In Bhopal State outside British India, there was a limited liability company, known as The Straw Products Ltd. The assessee firm was the selling agent of that company and had an office in Bhopal. It had not been assessed to income-tax prior to 1942 but on the 11th of September, 1942, a notice under section 22(2) of the Indian Income-tax Act was issued to the assessee in Bhopal State. On the 18th of September, 1942, the assessee firm sent a reply stating that as it had not office at Kanpur and carried on business and had its office outside the jurisdiction of the Income-tax Officer, the notice and the blank form for submitting a return were returned. On the 25th of September, 1942, the Income-tax Officer informed the assessee that the Commissioner of Income-tax, Central Provinces and United Provinces, had assigned the case of the assessee to him under section 5(5) of the Income-tax Act, 1922, and he therefore had jurisdiction whether the assessee firm had or had not an office at Kanpur; and he asked the assessee to appear at Kanpur in person or through an authorised agent on the 2nd of October, 1942, at 11 a.m. and produce evidence in proof of its contention. On the 15th of October, 1942, the assessee re-asseted that the Income-tax Officer had no jurisdiction and that the assessee was, therefore not prepared to submit to his jurisdiction as desired. On the 15th of February, 1943, the Income-tax Officer served a notice under section 22(4) of the Act on Sohanlal Singhania, one of the partners of the assessee firm. On the 24th of November, 1943, a similar notice under section 22(4) was sent to the assessees office at Bhopal. On the 15th of December, 1943, the Income-tax Officer made an assessment order under section 23(4) of the Act holding that Rs. 36,000 was the assessable income, the whole of which had accrued or arisen or must be deemed to have accrued or arisen in British India. He also held that the firm had only two partners, Sohan Lal Singhania and Purshottam Das Singhania, both of whom were residents of Kanpur, that the business was 'carried on at or controlled from Kanpur in British India' and that the assessee was therefore 'ordinarily resident in British India.' The shares of the two partners were assumed to be half and half.

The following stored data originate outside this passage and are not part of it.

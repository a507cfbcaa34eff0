//! Ledger - the application facade over store, persistence, and sync.
//!
//! This is the surface the UI layer consumes. The ledger is the only place
//! identifiers and wall-clock timestamps are minted; every mutation goes
//! through the engine's mutation API and is persisted immediately, so a
//! crash between user actions never loses accepted work.

use crate::config::Config;
use crate::error::{Result, SyncError};
use crate::persist::FileStorage;
use crate::remote::RemoteStore;
use crate::sync::{SyncEngine, SyncReport};
use chrono::{NaiveDate, Utc};
use cuentas_engine::{
    CreateOp, DeleteOp, EntityData, EntityId, EntityKind, Entry, EntryFilter, EntryPatch, IdGen,
    ImportMode, ImportOutcome, Member, MemberPatch, MovementType, Operation, Patch, Reason,
    ReasonPatch, Store, Timestamp, UpdateOp,
};
use rust_decimal::Decimal;
use std::collections::BTreeSet;
use uuid::Uuid;

/// UUID v4 identifier source.
#[derive(Debug, Clone, Copy, Default)]
pub struct UuidGen;

impl IdGen for UuidGen {
    fn next_id(&mut self) -> EntityId {
        Uuid::new_v4().to_string()
    }
}

/// The application facade: local store + persistence + sync engine.
pub struct Ledger<R> {
    config: Config,
    store: Store,
    storage: FileStorage,
    engine: SyncEngine<R>,
}

impl<R: RemoteStore> Ledger<R> {
    /// Open the ledger: load persisted state (or start empty) and wire the
    /// sync engine to the given remote.
    pub fn open(config: Config, remote: R) -> Result<Self> {
        let storage = FileStorage::new(&config.data_dir)?;
        let store = storage.load_store(&config.owner_id);
        let engine = SyncEngine::new(remote, config.batch_limit, config.max_push_attempts);

        tracing::debug!(
            owner = %config.owner_id,
            members = store.members().count(),
            reasons = store.reasons().count(),
            entries = store.entries().count(),
            pending = store.pending_count(),
            "ledger opened"
        );

        Ok(Self {
            config,
            store,
            storage,
            engine,
        })
    }

    pub fn config(&self) -> &Config {
        &self.config
    }

    pub fn store(&self) -> &Store {
        &self.store
    }

    fn now() -> Timestamp {
        Utc::now().timestamp_millis().max(0) as Timestamp
    }

    fn new_id() -> EntityId {
        Uuid::new_v4().to_string()
    }

    fn persist(&self) -> Result<()> {
        self.storage.save_store(&self.store)?;
        Ok(())
    }

    // ------------------------------------------------------------------
    // Mutations
    // ------------------------------------------------------------------

    pub fn add_member(&mut self, name: &str, protected: bool) -> Result<EntityId> {
        let now = Self::now();
        let id = Self::new_id();
        let member = Member::new(
            id.clone(),
            self.config.owner_id.clone(),
            name,
            protected,
            now,
        );
        self.store.apply(Operation::Create(CreateOp::new(
            Self::new_id(),
            EntityData::Member(member),
            now,
        )))?;
        self.persist()?;
        Ok(id)
    }

    pub fn add_reason(
        &mut self,
        description: &str,
        quick_reason: bool,
        protected: bool,
    ) -> Result<EntityId> {
        let now = Self::now();
        let id = Self::new_id();
        let reason = Reason::new(
            id.clone(),
            self.config.owner_id.clone(),
            description,
            quick_reason,
            protected,
            now,
        );
        self.store.apply(Operation::Create(CreateOp::new(
            Self::new_id(),
            EntityData::Reason(reason),
            now,
        )))?;
        self.persist()?;
        Ok(id)
    }

    pub fn add_entry(
        &mut self,
        date: NaiveDate,
        member_id: &str,
        reason_id: &str,
        movement: MovementType,
        amount: Decimal,
        description: &str,
    ) -> Result<EntityId> {
        let now = Self::now();
        let id = Self::new_id();
        let entry = Entry::new(
            id.clone(),
            self.config.owner_id.clone(),
            date,
            member_id,
            reason_id,
            movement,
            amount,
            description,
            now,
        );
        self.store.apply(Operation::Create(CreateOp::new(
            Self::new_id(),
            EntityData::Entry(entry),
            now,
        )))?;
        self.persist()?;
        Ok(id)
    }

    pub fn update_member(&mut self, id: &str, patch: MemberPatch) -> Result<()> {
        self.update(id, Patch::Member(patch))
    }

    pub fn update_reason(&mut self, id: &str, patch: ReasonPatch) -> Result<()> {
        self.update(id, Patch::Reason(patch))
    }

    pub fn update_entry(&mut self, id: &str, patch: EntryPatch) -> Result<()> {
        self.update(id, Patch::Entry(patch))
    }

    fn update(&mut self, id: &str, patch: Patch) -> Result<()> {
        self.store.apply(Operation::Update(UpdateOp::new(
            Self::new_id(),
            id,
            patch,
            Self::now(),
        )))?;
        self.persist()
    }

    pub fn delete_member(&mut self, id: &str) -> Result<()> {
        self.delete(EntityKind::Member, id)
    }

    pub fn delete_reason(&mut self, id: &str) -> Result<()> {
        self.delete(EntityKind::Reason, id)
    }

    pub fn delete_entry(&mut self, id: &str) -> Result<()> {
        self.delete(EntityKind::Entry, id)
    }

    fn delete(&mut self, kind: EntityKind, id: &str) -> Result<()> {
        self.store.apply(Operation::Delete(DeleteOp::new(
            Self::new_id(),
            kind,
            id,
            Self::now(),
        )))?;
        self.persist()
    }

    // ------------------------------------------------------------------
    // Bulk import / export
    // ------------------------------------------------------------------

    pub fn import_members_csv(&mut self, text: &str, mode: ImportMode) -> Result<ImportOutcome> {
        let mut ids = UuidGen;
        let outcome = self
            .store
            .import_members_csv(text, mode, Self::now(), &mut ids)?;
        self.persist()?;
        Ok(outcome)
    }

    pub fn import_reasons_csv(&mut self, text: &str, mode: ImportMode) -> Result<ImportOutcome> {
        let mut ids = UuidGen;
        let outcome = self
            .store
            .import_reasons_csv(text, mode, Self::now(), &mut ids)?;
        self.persist()?;
        Ok(outcome)
    }

    pub fn import_entries_csv(&mut self, text: &str, mode: ImportMode) -> Result<ImportOutcome> {
        let mut ids = UuidGen;
        let outcome = self
            .store
            .import_entries_csv(text, mode, Self::now(), &mut ids)?;
        self.persist()?;
        Ok(outcome)
    }

    pub fn export_members_csv(&self) -> String {
        self.store.export_members_csv()
    }

    pub fn export_reasons_csv(&self) -> String {
        self.store.export_reasons_csv()
    }

    pub fn export_entries_csv(&self) -> String {
        self.store.export_entries_csv()
    }

    // ------------------------------------------------------------------
    // Browsing
    // ------------------------------------------------------------------

    pub fn query_entries(&self, filter: &EntryFilter) -> Vec<&Entry> {
        self.store.query_entries(filter)
    }

    pub fn entry_dates(&self) -> BTreeSet<NaiveDate> {
        self.store.entry_dates()
    }

    // ------------------------------------------------------------------
    // Sync
    // ------------------------------------------------------------------

    /// Run one sync pass against the remote store.
    ///
    /// Rejected when the configuration carries no remote (the capability
    /// flag). State is persisted afterwards whether the pass succeeded or
    /// not: a failed pass still updated retry counters, and the queue must
    /// survive a restart either way.
    pub async fn sync(&mut self) -> Result<SyncReport> {
        if !self.config.remote_enabled {
            return Err(SyncError::RemoteUnavailable(
                "remote sync disabled by configuration".into(),
            ));
        }

        let result = self.engine.sync(&mut self.store, Self::now()).await;
        self.persist()?;
        result
    }
}
//! Error types for the Cuentas engine.

use crate::{entity::EntityKind, EntityId};
use thiserror::Error;

/// All possible errors from the Cuentas engine.
#[derive(Debug, Error, Clone, PartialEq, Eq)]
pub enum Error {
    // Validation errors
    #[error("invalid input: {0}")]
    Validation(String),

    #[error("duplicate {kind} name: {name}")]
    DuplicateName { kind: EntityKind, name: String },

    #[error("{kind} not found: {id}")]
    EntityNotFound { kind: EntityKind, id: EntityId },

    #[error("{kind} already exists: {id}")]
    EntityAlreadyExists { kind: EntityKind, id: EntityId },

    #[error("operation on deleted {kind}: {id}")]
    EntityDeleted { kind: EntityKind, id: EntityId },

    // Invariant violations
    #[error("{kind} is protected: {id}")]
    Protected { kind: EntityKind, id: EntityId },

    #[error("{kind} {id} is referenced by {count} entries")]
    ReferencedByEntries {
        kind: EntityKind,
        id: EntityId,
        count: usize,
    },

    // Bulk import
    #[error("import aborted: {} invalid row(s)", .0.len())]
    ImportParse(Vec<RowError>),

    // State errors
    #[error("invalid snapshot: {0}")]
    InvalidSnapshot(String),
}

/// A single problem found in a bulk-import row.
///
/// `line` is the 1-based line number in the source CSV (the header is line 1).
#[derive(Debug, Clone, PartialEq, Eq)]
pub struct RowError {
    pub line: u64,
    pub message: String,
}

impl RowError {
    pub fn new(line: u64, message: impl Into<String>) -> Self {
        Self {
            line,
            message: message.into(),
        }
    }
}

impl std::fmt::Display for RowError {
    fn fmt(&self, f: &mut std::fmt::Formatter<'_>) -> std::fmt::Result {
        write!(f, "line {}: {}", self.line, self.message)
    }
}

/// Result type for engine operations.
pub type Result<T> = std::result::Result<T, Error>;
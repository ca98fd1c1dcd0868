//! State and actuation vector types
//!
//! The vehicle state is a 12-component vector with a fixed layout:
//!
//! `[z, ż, x, ẋ, y, ẏ, φ, φ̇, θ, θ̇, ψ, ψ̇]`
//!
//! Even indices hold positions/angles, odd indices their time derivatives.
//! The desired state uses the same layout. Both are passed by value through
//! the control/dynamics pipeline and replaced wholesale each step; nothing
//! in the core mutates a state in place.

use nalgebra::SVector;
use serde::{Deserialize, Serialize};
use thiserror::Error;

/// Backing vector for the 12-component state
pub type StateVector = SVector<f64, 12>;

/// Fixed-arity input errors
///
/// Slice constructors reject any length mismatch outright; inputs are never
/// truncated or padded.
#[derive(Debug, Error, PartialEq, Eq)]
pub enum DimensionError {
    #[error("invalid state dimension: expected 12, got {0}")]
    State(usize),
    #[error("invalid actuation dimension: expected 6, got {0}")]
    Actuation(usize),
    #[error("invalid gain vector dimension: expected 12, got {0}")]
    Gains(usize),
    #[error("invalid physical constants dimension: expected 15, got {0}")]
    Constants(usize),
}

/// Vehicle state (positions/angles interleaved with their rates)
#[derive(Debug, Clone, Copy, PartialEq, Serialize, Deserialize)]
pub struct State(StateVector);

impl Default for State {
    fn default() -> Self {
        Self::zeros()
    }
}

impl State {
    /// All-zero state (at rest at the origin, level attitude)
    pub fn zeros() -> Self {
        Self(StateVector::zeros())
    }

    pub fn from_vector(vec: StateVector) -> Self {
        Self(vec)
    }

    /// Build a state from a slice, rejecting any length other than 12
    pub fn try_from_slice(values: &[f64]) -> Result<Self, DimensionError> {
        if values.len() != 12 {
            return Err(DimensionError::State(values.len()));
        }
        Ok(Self(StateVector::from_column_slice(values)))
    }

    /// Component-wise tracking error `desired - self`
    pub fn error_to(&self, desired: &State) -> StateVector {
        desired.0 - self.0
    }

    pub fn as_slice(&self) -> &[f64] {
        self.0.as_slice()
    }

    pub fn to_vector(&self) -> StateVector {
        self.0
    }

    /// Altitude z [m]
    pub fn z(&self) -> f64 {
        self.0[0]
    }

    /// Climb rate ż [m/s]
    pub fn z_rate(&self) -> f64 {
        self.0[1]
    }

    /// Inertial x position [m]
    pub fn x(&self) -> f64 {
        self.0[2]
    }

    /// Inertial x velocity [m/s]
    pub fn x_rate(&self) -> f64 {
        self.0[3]
    }

    /// Inertial y position [m]
    pub fn y(&self) -> f64 {
        self.0[4]
    }

    /// Inertial y velocity [m/s]
    pub fn y_rate(&self) -> f64 {
        self.0[5]
    }

    /// Roll angle φ [rad]
    pub fn roll(&self) -> f64 {
        self.0[6]
    }

    /// Roll rate φ̇ [rad/s]
    pub fn roll_rate(&self) -> f64 {
        self.0[7]
    }

    /// Pitch angle θ [rad]
    pub fn pitch(&self) -> f64 {
        self.0[8]
    }

    /// Pitch rate θ̇ [rad/s]
    pub fn pitch_rate(&self) -> f64 {
        self.0[9]
    }

    /// Yaw angle ψ [rad]
    pub fn yaw(&self) -> f64 {
        self.0[10]
    }

    /// Yaw rate ψ̇ [rad/s]
    pub fn yaw_rate(&self) -> f64 {
        self.0[11]
    }

    pub fn set_z(&mut self, value: f64) {
        self.0[0] = value;
    }

    pub fn set_x(&mut self, value: f64) {
        self.0[2] = value;
    }

    pub fn set_y(&mut self, value: f64) {
        self.0[4] = value;
    }

    pub fn set_roll(&mut self, value: f64) {
        self.0[6] = value;
    }

    pub fn set_pitch(&mut self, value: f64) {
        self.0[8] = value;
    }

    pub fn set_yaw(&mut self, value: f64) {
        self.0[10] = value;
    }

    /// True when every component is a finite number
    pub fn is_finite(&self) -> bool {
        self.0.iter().all(|v| v.is_finite())
    }
}

impl std::ops::Index<usize> for State {
    type Output = f64;

    fn index(&self, index: usize) -> &f64 {
        &self.0[index]
    }
}

impl From<StateVector> for State {
    fn from(vec: StateVector) -> Self {
        Self(vec)
    }
}

/// Actuation signals produced by the controller, consumed by the plant
///
/// Slot order on the wire is `[u1, u2, u3, τ₃, τ₄, τ₅]`: thrust projections
/// along inertial x, inertial y, and body z, then the three torque commands
/// the rotor allocation consumes as roll, pitch, yaw.
#[derive(Debug, Clone, Copy, PartialEq, Default, Serialize, Deserialize)]
pub struct Actuation {
    /// Net thrust projection along inertial x [N]
    pub force_x: f64,
    /// Net thrust projection along inertial y [N]
    pub force_y: f64,
    /// Collective thrust command along body z [N], before the hover offset
    /// the allocation re-adds
    pub force_z: f64,
    /// Roll torque command [N·m]
    pub torque_roll: f64,
    /// Pitch torque command [N·m]
    pub torque_pitch: f64,
    /// Yaw torque command [N·m]
    pub torque_yaw: f64,
}

impl Actuation {
    pub fn zeros() -> Self {
        Self::default()
    }

    /// Build an actuation from a packed slice in slot order, rejecting any
    /// length other than 6
    pub fn try_from_slice(values: &[f64]) -> Result<Self, DimensionError> {
        if values.len() != 6 {
            return Err(DimensionError::Actuation(values.len()));
        }
        Ok(Self {
            force_x: values[0],
            force_y: values[1],
            force_z: values[2],
            torque_roll: values[3],
            torque_pitch: values[4],
            torque_yaw: values[5],
        })
    }

    /// Packed slot-order representation
    pub fn to_array(&self) -> [f64; 6] {
        [
            self.force_x,
            self.force_y,
            self.force_z,
            self.torque_roll,
            self.torque_pitch,
            self.torque_yaw,
        ]
    }

    /// True when every component is a finite number
    pub fn is_finite(&self) -> bool {
        self.to_array().iter().all(|v| v.is_finite())
    }
}

#[cfg(test)]
mod tests {
    use super::*;
    use approx::assert_relative_eq;

    #[test]
    fn test_state_layout() {
        let values: Vec<f64> = (0..12).map(|i| i as f64).collect();
        let state = State::try_from_slice(&values).unwrap();

        assert_relative_eq!(state.z(), 0.0);
        assert_relative_eq!(state.z_rate(), 1.0);
        assert_relative_eq!(state.x(), 2.0);
        assert_relative_eq!(state.x_rate(), 3.0);
        assert_relative_eq!(state.y(), 4.0);
        assert_relative_eq!(state.y_rate(), 5.0);
        assert_relative_eq!(state.roll(), 6.0);
        assert_relative_eq!(state.roll_rate(), 7.0);
        assert_relative_eq!(state.pitch(), 8.0);
        assert_relative_eq!(state.pitch_rate(), 9.0);
        assert_relative_eq!(state.yaw(), 10.0);
        assert_relative_eq!(state.yaw_rate(), 11.0);
    }

    #[test]
    fn test_error_is_desired_minus_state() {
        let state = State::try_from_slice(&[1.0; 12]).unwrap();
        let mut desired = State::zeros();
        desired.set_z(3.0);

        let error = state.error_to(&desired);

        assert_relative_eq!(error[0], 2.0);
        for i in 1..12 {
            assert_relative_eq!(error[i], -1.0);
        }
    }

    #[test]
    fn test_state_rejects_wrong_arity() {
        assert_eq!(
            State::try_from_slice(&[0.0; 11]),
            Err(DimensionError::State(11))
        );
        assert_eq!(
            State::try_from_slice(&[0.0; 13]),
            Err(DimensionError::State(13))
        );
    }

    #[test]
    fn test_actuation_slot_order() {
        let act = Actuation::try_from_slice(&[1.0, 2.0, 3.0, 4.0, 5.0, 6.0]).unwrap();

        assert_relative_eq!(act.force_x, 1.0);
        assert_relative_eq!(act.force_y, 2.0);
        assert_relative_eq!(act.force_z, 3.0);
        assert_relative_eq!(act.torque_roll, 4.0);
        assert_relative_eq!(act.torque_pitch, 5.0);
        assert_relative_eq!(act.torque_yaw, 6.0);
        assert_eq!(act.to_array(), [1.0, 2.0, 3.0, 4.0, 5.0, 6.0]);
    }

    #[test]
    fn test_actuation_rejects_wrong_arity() {
        assert_eq!(
            Actuation::try_from_slice(&[0.0; 5]),
            Err(DimensionError::Actuation(5))
        );
    }

    #[test]
    fn test_finiteness_check() {
        let mut state = State::zeros();
        assert!(state.is_finite());
        state.set_pitch(f64::NAN);
        assert!(!state.is_finite());
    }
}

Shortly after the assessment order, the assessee applied for cancellation of the assessment under section 27 of the Act. This application was dismissed. An appeal against this order, and also against the assessment order, were filed before the Appellate Tribunal. Both the appeals failed.
An application was thereupon made to refer certain questions of law, which it was said arose in the case for decision by this Court. That application has given rise to Income Tax Miscellaneous Case No. 367 of 1946. The Tribunal held that a question of law did arise and referred to us the following question for our decision :
'Whether on the facts stated above any question arose under section 64 of the Indian Income-tax Act, despite section 64(5), which had to be determined by the Commissioner and, if so, whether the failure of the Income-tax Officer to refer it to the Commissioner vitiated the assessment made on the assessee under section 23(4) of the Act ?'
Sub-sections (1) and (2) of section 64 of the Income-tax Act, 1922, provide that where an assessee carried on a business, profession or vocation at more places than one the Income-tax Officer of the area in which the principal place of its business, profession or vocation was situate shall have jurisdiction to make the assessment, while in all other cases the assessment will be made by the Income-tax Officer of the area in which the assessee resided. Sub-section (3) provides that where a question arises under section 64 as to the place of assessment, it was to be determined by the Commissioner. The provision of sub-section (5) to which a reference has been made in the statement of the case is as follows :
'(5) The provisions of sub-section (1) and sub-section (2) shall not apply and shall be deemed never at any time to have applied to any assessee - (a) on whom an assessment or re-assessment for the purposes of this Act has been, is being or is to be made in the course of any case in respect of which a Commissioner of Income-tax appointed without reference to area under section (2) of section 5 is exercising the functions of a Commissioner of Income-tax, or
(b) where by any direction given or any distribution or allocation of work made by the Commissioner of Income-tax under sub-section (5) of section 5, of in consequence of any transfer made by him under sub-section (7A) of section 5, a particular Income-tax Officer has been charged with the function of assessing that assessee, or
(c) who or whose income is included in a class of persons or a class of incomes specified in any notification issued under sub-section (6) of section 5, but the assessment of such person, whether the proceedings for such assessment began before or after the 1st day of April, 1939, shall be made by the Income-tax Officer for the time being charged with the function of making such assessment by the Central Board of Revenue or by the Commissioner of Income-tax to whom he is subordinate, as the case may be.'
Learned counsel for the assessee has rightly pointed out that the question of the place of assessment arises only in a case where the question is whether the assessee can be charged to income-tax by the Income-tax Officer of one area or another. The assessees contention was that as the assessee was not resident or ordinarily resident within the taxable territory and as it had received no income, profit or gain within that territory, section 64 of the Income-tax Act has not application. Learned counsel for the department also agrees that section 64 only applies to the place of assessment and has no application if no Income-tax Officer within the taxable territory has jurisdiction. The only answer that we can, therefore, give to the question is that on the facts and circumstances of this case the question referred to us for answer does not arise and needs no answer.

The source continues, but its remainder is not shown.